◆ **Activity**: Could you find each line of the data below that contains the word "color" and copy those lines?

[Stored data entries]

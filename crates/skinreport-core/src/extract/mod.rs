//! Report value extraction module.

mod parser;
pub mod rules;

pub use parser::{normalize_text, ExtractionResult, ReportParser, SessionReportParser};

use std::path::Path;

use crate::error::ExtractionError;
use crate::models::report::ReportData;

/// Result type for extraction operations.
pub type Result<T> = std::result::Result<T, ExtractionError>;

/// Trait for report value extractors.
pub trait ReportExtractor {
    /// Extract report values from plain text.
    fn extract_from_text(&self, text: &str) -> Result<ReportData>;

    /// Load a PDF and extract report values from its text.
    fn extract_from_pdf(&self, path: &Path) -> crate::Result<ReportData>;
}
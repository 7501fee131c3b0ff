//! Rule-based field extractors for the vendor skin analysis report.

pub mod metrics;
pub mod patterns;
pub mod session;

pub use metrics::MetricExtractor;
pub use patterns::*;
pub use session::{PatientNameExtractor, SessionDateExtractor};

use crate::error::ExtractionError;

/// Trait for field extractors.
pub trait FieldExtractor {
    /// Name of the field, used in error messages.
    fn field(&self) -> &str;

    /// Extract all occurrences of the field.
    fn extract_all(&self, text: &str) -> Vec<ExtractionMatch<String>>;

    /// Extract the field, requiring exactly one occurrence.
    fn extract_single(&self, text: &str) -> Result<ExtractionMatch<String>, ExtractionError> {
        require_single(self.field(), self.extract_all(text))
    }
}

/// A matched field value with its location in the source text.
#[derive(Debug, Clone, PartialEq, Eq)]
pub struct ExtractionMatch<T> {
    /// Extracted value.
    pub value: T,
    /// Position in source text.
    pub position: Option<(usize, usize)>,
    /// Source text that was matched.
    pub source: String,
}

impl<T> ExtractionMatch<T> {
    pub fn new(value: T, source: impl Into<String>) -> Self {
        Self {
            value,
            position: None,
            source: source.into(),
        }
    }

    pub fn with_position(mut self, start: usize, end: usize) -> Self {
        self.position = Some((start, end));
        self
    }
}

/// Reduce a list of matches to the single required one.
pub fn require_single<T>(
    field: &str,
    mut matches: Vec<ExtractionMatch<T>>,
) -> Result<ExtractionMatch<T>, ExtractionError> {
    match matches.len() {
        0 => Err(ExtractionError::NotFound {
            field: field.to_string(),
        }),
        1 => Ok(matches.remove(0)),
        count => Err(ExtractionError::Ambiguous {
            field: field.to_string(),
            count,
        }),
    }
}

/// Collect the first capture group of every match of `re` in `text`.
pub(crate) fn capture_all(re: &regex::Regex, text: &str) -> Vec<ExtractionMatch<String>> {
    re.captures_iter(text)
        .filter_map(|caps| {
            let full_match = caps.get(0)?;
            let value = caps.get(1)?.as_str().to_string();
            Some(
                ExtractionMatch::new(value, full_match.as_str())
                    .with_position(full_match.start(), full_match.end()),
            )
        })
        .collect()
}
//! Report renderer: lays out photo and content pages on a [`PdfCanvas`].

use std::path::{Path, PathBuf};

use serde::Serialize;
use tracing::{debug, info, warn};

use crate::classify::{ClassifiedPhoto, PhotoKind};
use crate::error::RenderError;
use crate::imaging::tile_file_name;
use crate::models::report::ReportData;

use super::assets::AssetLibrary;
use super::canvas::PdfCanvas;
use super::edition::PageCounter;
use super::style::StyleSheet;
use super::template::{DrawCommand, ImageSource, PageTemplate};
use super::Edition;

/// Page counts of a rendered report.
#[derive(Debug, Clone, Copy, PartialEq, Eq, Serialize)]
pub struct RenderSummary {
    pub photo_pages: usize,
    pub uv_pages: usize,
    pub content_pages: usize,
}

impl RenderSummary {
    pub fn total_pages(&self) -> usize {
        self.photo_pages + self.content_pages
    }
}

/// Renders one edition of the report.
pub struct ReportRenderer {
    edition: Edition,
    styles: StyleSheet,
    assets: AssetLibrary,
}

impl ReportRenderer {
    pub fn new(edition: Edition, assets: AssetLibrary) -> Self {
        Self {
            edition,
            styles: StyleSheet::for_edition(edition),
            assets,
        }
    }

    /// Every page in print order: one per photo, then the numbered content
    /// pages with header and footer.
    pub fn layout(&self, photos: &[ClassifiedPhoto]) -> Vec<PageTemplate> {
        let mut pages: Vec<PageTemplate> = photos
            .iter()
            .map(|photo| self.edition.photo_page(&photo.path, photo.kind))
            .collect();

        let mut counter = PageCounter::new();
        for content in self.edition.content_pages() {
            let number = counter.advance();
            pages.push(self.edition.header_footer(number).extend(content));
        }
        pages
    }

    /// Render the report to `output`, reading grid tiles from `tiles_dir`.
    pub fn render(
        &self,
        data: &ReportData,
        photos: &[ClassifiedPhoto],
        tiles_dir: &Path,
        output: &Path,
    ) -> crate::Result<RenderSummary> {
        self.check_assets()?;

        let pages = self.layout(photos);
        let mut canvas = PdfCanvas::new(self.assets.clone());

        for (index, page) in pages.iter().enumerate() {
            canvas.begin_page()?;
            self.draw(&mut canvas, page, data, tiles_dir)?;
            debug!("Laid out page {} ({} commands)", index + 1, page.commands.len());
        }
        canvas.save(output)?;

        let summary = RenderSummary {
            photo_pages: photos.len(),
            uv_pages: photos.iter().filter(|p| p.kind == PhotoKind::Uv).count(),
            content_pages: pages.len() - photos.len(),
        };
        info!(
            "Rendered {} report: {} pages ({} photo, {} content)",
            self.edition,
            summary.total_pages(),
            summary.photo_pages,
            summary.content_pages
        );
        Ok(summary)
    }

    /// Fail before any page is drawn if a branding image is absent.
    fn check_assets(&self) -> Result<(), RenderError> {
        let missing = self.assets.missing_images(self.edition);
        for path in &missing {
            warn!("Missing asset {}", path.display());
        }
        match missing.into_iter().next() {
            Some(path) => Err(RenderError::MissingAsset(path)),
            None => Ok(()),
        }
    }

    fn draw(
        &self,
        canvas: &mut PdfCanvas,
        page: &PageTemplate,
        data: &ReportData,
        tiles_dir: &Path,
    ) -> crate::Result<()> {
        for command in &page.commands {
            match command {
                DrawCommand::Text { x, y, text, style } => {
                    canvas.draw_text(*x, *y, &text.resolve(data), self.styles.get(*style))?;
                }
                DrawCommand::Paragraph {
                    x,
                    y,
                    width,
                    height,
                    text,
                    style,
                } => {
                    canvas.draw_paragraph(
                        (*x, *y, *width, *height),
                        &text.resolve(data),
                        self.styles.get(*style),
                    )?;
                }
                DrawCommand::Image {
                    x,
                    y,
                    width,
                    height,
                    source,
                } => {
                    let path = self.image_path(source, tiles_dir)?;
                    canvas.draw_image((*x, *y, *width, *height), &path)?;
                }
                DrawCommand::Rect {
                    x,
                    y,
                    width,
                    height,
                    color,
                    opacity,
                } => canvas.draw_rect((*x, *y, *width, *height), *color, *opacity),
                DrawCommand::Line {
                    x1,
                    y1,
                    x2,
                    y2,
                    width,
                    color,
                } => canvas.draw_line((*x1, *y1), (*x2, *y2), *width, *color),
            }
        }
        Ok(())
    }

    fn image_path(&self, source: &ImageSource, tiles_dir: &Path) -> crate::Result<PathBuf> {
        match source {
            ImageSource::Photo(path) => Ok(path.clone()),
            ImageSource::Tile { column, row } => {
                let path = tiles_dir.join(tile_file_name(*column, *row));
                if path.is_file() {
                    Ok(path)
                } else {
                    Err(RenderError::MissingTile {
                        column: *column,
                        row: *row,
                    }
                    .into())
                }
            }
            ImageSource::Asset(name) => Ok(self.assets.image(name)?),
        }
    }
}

◆ **The answer**:
                    color,
                } => canvas.draw_rect((*x, *y, *width, *height), *color, *opacity),
                    color,
                } => canvas.draw_line((*x1, *y1), (*x2, *y2), *width, *color),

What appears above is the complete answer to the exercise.